Opinion
Putting the last first
The government’s plan to collect aid from foreign countries is plagued with numerous problemsDipendra Jha
In the aftermath of the devastating earthquake, issues of malpractice, favouritism and nepotism in relief and rehabilitation works have started surfacing. Given that the much-vaunted donors’ conference is just around the corner, it is imperative for the government to address such cases if it wants to convince the international community to provide it with much-needed help.
Over-politicisation
Media outlets have reported that Finance Minister Ram Sharan Mahat’s personal secretary Ramesh Mahat was found selling corrugated zinc sheets given by the Nepal Investment Bank for quake victims. In the wake of the controversy, it is good that the minister has asked his personal aide to resign, though going by the chain of command principle, the boss takes the responsibility for the assistant’s wrongdoings.
Minister Mahat may not have played any role in this episode, yet people have a few questions on their mind: Is it possible for Ramesh Mahat to do so without the minister knowing about it? How can one believe that the minister was not aware of what his personal aide was doing? If our justice mechanism is still functional,
then this matter needs to be investigated further. People have the right to know what really happened.
The Amnesty International has already highlighted the issue of over-politicisation of relief and reconstruction works in its recent briefing. The organisation has also said that the district committee secretary of the Nepal Congress (NC) Nuwakot had provided relief materials only to one ward (where the majority of the population were NC supporters) in his Village Development Committee (VDC). This has also been verified by the Post’s June 8 report (‘Aid irregularities leave victims high and dry) which quoted a high-level monitoring report which claimed, ”relief materials have mostly reached those people who have connections with local politicians.”

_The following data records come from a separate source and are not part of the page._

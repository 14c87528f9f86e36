//! Central module for organizing the application's main API endpoints.
//!
//! This module acts as a top-level container for the API domains, excluding
//! core authentication routes which are handled separately.

pub mod common;
pub mod submission;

The second case, which has been highlighted by the media, is about the Ministry of Urban Development. News reports mention that authorities from the Urban Development Mnistry bought tents of low quality. The ministry has not responded yet, neither do the people know whether or not the concerned agencies are investigating into these matters.
Lack of trust
These types of controversies will directly affect the donors’ conference, as the donor community might raise questions regarding proper utilisation of their money. The international community has little trust in the Nepali government. Take the case of Nepal’s effort to rally foreign support for the quake victims. Despite relentless campaigns, the government could collect only Rs 5 billion for the Prime Minister’s Relief Fund, while the UN flash appeal has collected Rs 24 billion. Although the UN’s appeal is yet to collect the required amount, it indicates that donor agencies and foreign countries trust the UN more than the PM’s Relief Fund.
Further, the government’s anti-corruption body has taken no step to investigate such issues of malpractice and corruption. In such a scenario, it will not be a surprise if the government fails to receive pledges for substantial help from the international community.
Wrong size
Apart from corruption and mismanagement, there is another problem throttling reconstruction efforts. The government seems to be preparing for reconstruction and rehabilitation without understanding the needs of the people who have suffered due to the disaster. Cultural contexts and local needs have not been considered at all. The quake-affected communities are just being treated as a passive recipient of aid, their indigenous knowledge and resources have been ignored. How can the government unilaterally decide to relocate 13 VDCs in upper Gorkha, including Laprak, Barpak, Gumdi and Samagaun, that lie along the Manaslu trekking route? Livelihood, land and cultural practices are some of the agendas that the government needs to discuss with the internally displaced people (IDPs) before taking such a step. IDPs should be given a chance to express their opinions and contribute to the decision-making process by the government, since they are not just the receivers of aid but are makers and shapers of the policies that affect their daily life.
Another issue, which has not been sufficiently dealt with, is the disparity in relief and reconstruction works. Dalit organisations have published a report which says that the lower-caste people and those belonging to different indigenous communities are being discriminated in the relief-distribution process. More than 80 percent of the people who died due to quake were from the indigenous community. However, this issue has not been highlighted. Also, there is a need for some kind of affirmative action for women, children and non-Nepali speakers.
The one-size-?ts-all approach of the government fails to address specific needs and contexts of different communities. In order to ensure equal and effective participation of all, special measures need to be adopted by the government for socially excluded and marginalised communities. Thus, a fair distribution of goods and services, tailored according to the need of the people, is needed to reduce the tension and grievance that exists among the targeted groups due to their perceived unequal access to state resources.
So, if the government wants to win donors’ as well as the people’s confidence, it must try to address all these grievances. Arguing that a large chunk of donor-given assistance goes back to their respective countries in the form of salaries and consultancy fees will not be of any help. The international community seems eager to help Nepal, but wants our government to present a comprehensive need-based plan of reconstruction. Foreign countries are also seeking an assurance against the misuse of their taxpayers’ money and the adoption of special measures for the marginalised community. Now, it is up to the Nepali government to assuage their doubts.